**TASK TO COMPLETE**:
Please transcribe exactly, and only, the lines of the data below between the line holding "pub struct EntitlementsCache" and the line holding "copy is kept.", inclusive.
START SOURCE DATA
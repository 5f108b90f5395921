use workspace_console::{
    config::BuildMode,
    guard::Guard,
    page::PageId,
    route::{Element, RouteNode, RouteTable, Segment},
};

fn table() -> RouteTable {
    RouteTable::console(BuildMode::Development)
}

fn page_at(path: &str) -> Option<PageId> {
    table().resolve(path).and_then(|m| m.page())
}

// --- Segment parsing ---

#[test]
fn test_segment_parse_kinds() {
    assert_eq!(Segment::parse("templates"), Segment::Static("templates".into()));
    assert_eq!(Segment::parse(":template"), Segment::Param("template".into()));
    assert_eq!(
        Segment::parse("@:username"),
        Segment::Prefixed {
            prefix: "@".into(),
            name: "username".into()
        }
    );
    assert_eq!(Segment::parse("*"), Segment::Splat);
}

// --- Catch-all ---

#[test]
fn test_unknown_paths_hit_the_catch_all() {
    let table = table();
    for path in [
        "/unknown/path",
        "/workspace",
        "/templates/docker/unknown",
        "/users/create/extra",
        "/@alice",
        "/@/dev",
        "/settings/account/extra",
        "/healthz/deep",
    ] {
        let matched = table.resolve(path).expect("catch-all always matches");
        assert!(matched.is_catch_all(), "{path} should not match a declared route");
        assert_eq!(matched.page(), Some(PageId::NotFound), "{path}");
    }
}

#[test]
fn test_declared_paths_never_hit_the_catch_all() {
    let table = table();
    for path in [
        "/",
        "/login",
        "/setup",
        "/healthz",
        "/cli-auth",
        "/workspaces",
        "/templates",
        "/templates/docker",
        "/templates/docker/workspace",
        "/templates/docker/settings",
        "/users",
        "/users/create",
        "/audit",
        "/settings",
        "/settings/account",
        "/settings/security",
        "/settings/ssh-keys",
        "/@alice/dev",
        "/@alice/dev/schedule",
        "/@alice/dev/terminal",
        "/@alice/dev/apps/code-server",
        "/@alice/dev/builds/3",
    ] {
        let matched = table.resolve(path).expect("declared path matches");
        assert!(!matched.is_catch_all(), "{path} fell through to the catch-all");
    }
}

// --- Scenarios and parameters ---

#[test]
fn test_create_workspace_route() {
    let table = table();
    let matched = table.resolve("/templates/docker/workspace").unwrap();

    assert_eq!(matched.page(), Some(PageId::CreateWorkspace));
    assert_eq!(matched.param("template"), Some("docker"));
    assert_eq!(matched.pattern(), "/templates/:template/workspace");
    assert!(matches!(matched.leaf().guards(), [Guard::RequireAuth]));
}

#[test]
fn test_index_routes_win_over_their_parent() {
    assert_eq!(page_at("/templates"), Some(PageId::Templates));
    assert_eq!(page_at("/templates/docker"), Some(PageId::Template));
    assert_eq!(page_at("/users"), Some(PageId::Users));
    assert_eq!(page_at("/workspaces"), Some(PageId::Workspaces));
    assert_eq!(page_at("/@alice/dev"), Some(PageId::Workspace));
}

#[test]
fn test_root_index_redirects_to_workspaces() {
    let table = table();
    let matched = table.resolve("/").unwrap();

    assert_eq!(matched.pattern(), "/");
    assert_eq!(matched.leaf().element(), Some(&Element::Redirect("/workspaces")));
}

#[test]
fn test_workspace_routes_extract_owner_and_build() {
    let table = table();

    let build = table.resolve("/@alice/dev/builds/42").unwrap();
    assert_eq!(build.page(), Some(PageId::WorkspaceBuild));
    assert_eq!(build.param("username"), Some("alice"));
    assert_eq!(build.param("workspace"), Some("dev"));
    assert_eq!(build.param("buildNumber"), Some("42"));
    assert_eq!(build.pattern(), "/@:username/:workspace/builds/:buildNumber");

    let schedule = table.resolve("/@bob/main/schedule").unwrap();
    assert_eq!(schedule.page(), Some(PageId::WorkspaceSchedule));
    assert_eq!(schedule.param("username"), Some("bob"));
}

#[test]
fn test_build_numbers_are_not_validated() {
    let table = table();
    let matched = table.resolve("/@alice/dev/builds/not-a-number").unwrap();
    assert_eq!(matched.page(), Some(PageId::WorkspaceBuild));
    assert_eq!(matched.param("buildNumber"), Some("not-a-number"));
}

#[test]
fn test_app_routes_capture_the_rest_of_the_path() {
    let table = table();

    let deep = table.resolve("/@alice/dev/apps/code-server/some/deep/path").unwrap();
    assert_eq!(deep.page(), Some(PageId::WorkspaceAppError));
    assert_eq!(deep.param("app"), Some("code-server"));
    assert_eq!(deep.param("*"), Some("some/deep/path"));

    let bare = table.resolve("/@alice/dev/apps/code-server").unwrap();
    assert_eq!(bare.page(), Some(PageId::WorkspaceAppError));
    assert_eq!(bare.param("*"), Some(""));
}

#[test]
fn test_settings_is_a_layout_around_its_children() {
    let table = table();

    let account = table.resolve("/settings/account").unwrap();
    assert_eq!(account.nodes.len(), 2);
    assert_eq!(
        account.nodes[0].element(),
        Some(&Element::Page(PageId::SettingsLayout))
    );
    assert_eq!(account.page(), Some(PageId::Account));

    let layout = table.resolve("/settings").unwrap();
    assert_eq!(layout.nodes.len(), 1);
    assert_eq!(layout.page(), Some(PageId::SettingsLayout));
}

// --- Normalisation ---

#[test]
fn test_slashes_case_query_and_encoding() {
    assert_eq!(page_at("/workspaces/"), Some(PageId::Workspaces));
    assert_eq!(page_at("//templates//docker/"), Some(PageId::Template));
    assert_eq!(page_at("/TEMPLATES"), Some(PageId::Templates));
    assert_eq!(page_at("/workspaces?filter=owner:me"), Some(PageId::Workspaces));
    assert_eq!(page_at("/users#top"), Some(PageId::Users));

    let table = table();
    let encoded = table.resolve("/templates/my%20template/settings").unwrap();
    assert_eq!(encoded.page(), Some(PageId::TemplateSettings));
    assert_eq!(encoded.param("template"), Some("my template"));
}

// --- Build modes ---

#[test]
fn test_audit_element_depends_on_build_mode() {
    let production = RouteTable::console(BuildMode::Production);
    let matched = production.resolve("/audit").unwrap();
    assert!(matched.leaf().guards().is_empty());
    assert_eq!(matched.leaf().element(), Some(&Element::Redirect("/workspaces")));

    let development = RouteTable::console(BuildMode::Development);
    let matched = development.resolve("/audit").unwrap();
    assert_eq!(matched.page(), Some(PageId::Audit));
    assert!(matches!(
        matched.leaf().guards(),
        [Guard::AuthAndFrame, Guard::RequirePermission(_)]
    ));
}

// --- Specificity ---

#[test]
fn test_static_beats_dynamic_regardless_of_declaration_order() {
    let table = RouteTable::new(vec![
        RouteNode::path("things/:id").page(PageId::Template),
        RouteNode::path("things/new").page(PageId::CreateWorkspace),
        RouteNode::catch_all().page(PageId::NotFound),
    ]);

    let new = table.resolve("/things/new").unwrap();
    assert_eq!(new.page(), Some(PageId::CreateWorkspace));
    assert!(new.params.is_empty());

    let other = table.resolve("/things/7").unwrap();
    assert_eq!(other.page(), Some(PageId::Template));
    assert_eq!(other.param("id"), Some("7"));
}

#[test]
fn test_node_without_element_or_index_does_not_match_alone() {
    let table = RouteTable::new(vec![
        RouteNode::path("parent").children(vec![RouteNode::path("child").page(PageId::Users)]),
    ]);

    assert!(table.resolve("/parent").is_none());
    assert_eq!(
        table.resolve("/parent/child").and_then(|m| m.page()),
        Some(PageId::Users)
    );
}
END SOURCE DATA
START SOURCE DATA
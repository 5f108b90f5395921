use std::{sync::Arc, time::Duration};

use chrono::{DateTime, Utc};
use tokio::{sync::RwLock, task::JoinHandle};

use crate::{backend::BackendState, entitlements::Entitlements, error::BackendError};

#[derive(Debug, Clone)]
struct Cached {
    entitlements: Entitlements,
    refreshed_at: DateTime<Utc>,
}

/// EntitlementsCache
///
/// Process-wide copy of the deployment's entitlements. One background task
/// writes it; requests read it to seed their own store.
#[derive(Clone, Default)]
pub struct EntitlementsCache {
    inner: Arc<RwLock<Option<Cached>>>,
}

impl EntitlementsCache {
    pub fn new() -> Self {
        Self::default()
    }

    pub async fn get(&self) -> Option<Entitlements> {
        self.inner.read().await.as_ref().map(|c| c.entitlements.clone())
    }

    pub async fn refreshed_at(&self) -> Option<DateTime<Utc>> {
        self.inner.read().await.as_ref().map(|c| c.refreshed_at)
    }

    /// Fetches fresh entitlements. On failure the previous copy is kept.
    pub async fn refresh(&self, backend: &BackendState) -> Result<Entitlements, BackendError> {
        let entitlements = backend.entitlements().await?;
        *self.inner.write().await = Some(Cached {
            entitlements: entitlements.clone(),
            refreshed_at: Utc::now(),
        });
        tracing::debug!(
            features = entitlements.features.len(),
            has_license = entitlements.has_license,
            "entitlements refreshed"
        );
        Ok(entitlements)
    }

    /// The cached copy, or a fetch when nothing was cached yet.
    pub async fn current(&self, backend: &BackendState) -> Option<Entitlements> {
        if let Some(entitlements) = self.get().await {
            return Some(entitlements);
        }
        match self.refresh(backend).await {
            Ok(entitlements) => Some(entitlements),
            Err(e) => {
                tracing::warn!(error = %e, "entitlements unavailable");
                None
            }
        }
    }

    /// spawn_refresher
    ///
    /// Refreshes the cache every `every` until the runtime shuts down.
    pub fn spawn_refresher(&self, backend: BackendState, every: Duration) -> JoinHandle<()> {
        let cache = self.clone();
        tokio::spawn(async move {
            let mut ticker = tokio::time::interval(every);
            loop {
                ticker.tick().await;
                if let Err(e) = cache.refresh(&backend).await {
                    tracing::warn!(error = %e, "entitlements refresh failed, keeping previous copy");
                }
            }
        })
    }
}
END SOURCE DATA
**ANSWER BOX**:
pub struct EntitlementsCache {
    inner: Arc<RwLock<Option<Cached>>>,
}

impl EntitlementsCache {
    pub fn new() -> Self {
        Self::default()
    }

    pub async fn get(&self) -> Option<Entitlements> {
        self.inner.read().await.as_ref().map(|c| c.entitlements.clone())
    }

    pub async fn refreshed_at(&self) -> Option<DateTime<Utc>> {
        self.inner.read().await.as_ref().map(|c| c.refreshed_at)
    }

    /// Fetches fresh entitlements. On failure the previous copy is kept.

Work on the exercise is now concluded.